Without going into the details, I can tell you that the government is making strides in this direction. The National Institute of Smart Governance is preparing model RFPs and SLAs to help various states. It is a measure of recognition of the problem: In most cases funds are a non-issue. It’s managing contracts and floating RFPs that’s of critical importance. What were the challenges you faced with BSNL?

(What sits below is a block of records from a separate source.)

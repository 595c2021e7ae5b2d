//! Banxico SIE REST API.

use chrono::NaiveDate;
use reqwest::blocking::Client;
use serde::Deserialize;

use super::source::{SeriesSource, http_client, parse_value};
use crate::error::AppError;

const BASE_URL: &str = "https://www.banxico.org.mx/SieAPIRest/service/v1/series";
const PROVIDER: &str = "banxico";

pub struct BanxicoClient {
    client: Client,
    token: String,
}

impl BanxicoClient {
    pub fn new(token: String) -> Result<Self, AppError> {
        Ok(Self {
            client: http_client()?,
            token,
        })
    }
}

impl SeriesSource for BanxicoClient {
    fn provider(&self) -> &'static str {
        PROVIDER
    }

    fn fetch(
        &self,
        series_id: &str,
        start: NaiveDate,
        end: NaiveDate,
    ) -> Result<Vec<(NaiveDate, f64)>, AppError> {
        let url = format!(
            "{BASE_URL}/{series_id}/datos/{}/{}",
            start.format("%Y-%m-%d"),
            end.format("%Y-%m-%d")
        );
        let resp = self
            .client
            .get(url)
            .header("Bmx-Token", &self.token)
            .send()
            .map_err(|e| AppError::fetch(PROVIDER, series_id, format!("request failed: {e}")))?;

        if !resp.status().is_success() {
            return Err(AppError::fetch(
                PROVIDER,
                series_id,
                format!("request failed with status {}", resp.status()),
            ));
        }

        let body: SieResponse = resp
            .json()
            .map_err(|e| AppError::fetch(PROVIDER, series_id, format!("failed to parse response: {e}")))?;

        parse_response(series_id, body)
    }
}

#[derive(Debug, Deserialize)]
struct SieResponse {
    bmx: SieBody,
}

#[derive(Debug, Deserialize)]
struct SieBody {
    series: Vec<SieSeries>,
}

#[derive(Debug, Deserialize)]
struct SieSeries {
    #[serde(default)]
    datos: Vec<SieDatum>,
}

#[derive(Debug, Deserialize)]
struct SieDatum {
    fecha: String,
    dato: String,
}

fn parse_response(series_id: &str, body: SieResponse) -> Result<Vec<(NaiveDate, f64)>, AppError> {
    let series = body
        .bmx
        .series
        .into_iter()
        .next()
        .ok_or_else(|| AppError::fetch(PROVIDER, series_id, "response contains no series"))?;

    series
        .datos
        .into_iter()
        .map(|d| {
            let date = NaiveDate::parse_from_str(&d.fecha, "%d/%m/%Y").map_err(|e| {
                AppError::fetch(PROVIDER, series_id, format!("invalid date '{}': {e}", d.fecha))
            })?;
            Ok((date, parse_value(&d.dato)))
        })
        .collect()
}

My experience with them hasn’t been very good. We leased a 2Mbps line from them that worked only 80 percent of the time. If they can’t manage one line, how are they going to provide me 95 percent uptime for the entire state? Our operator, United Telecom, complains that he doesn’t get the agreed bandwidth. That’s an issue. We asked the ministry of IT, the controlling authority of the telecom department, to give us a solution. BSNL should, at the very least, provide us

minimum service levels. It’s another problem that in states like Jharkhand other operators don’t have connectivity to all the blocks. Also, BSNL won’t give me a discount if I buy a few lines from them and a few from other operators. These are some of the issues that are holding up SWAN. And the other hurdles?

Selling e-governance. We are trying to push process reengineering, but it is hard to get the departments to agree with us. There are people who don’t want legacy processes to be uprooted. But we are persistent in our attempt to sell these ideas to them. Poor service is among the primary reasons people are dissatisfied with the government. It is vital to improve our delivery system. But selling this is a sizeable challenge. Still, we are moving in the right direction. What are your first objectives for the next fiscal?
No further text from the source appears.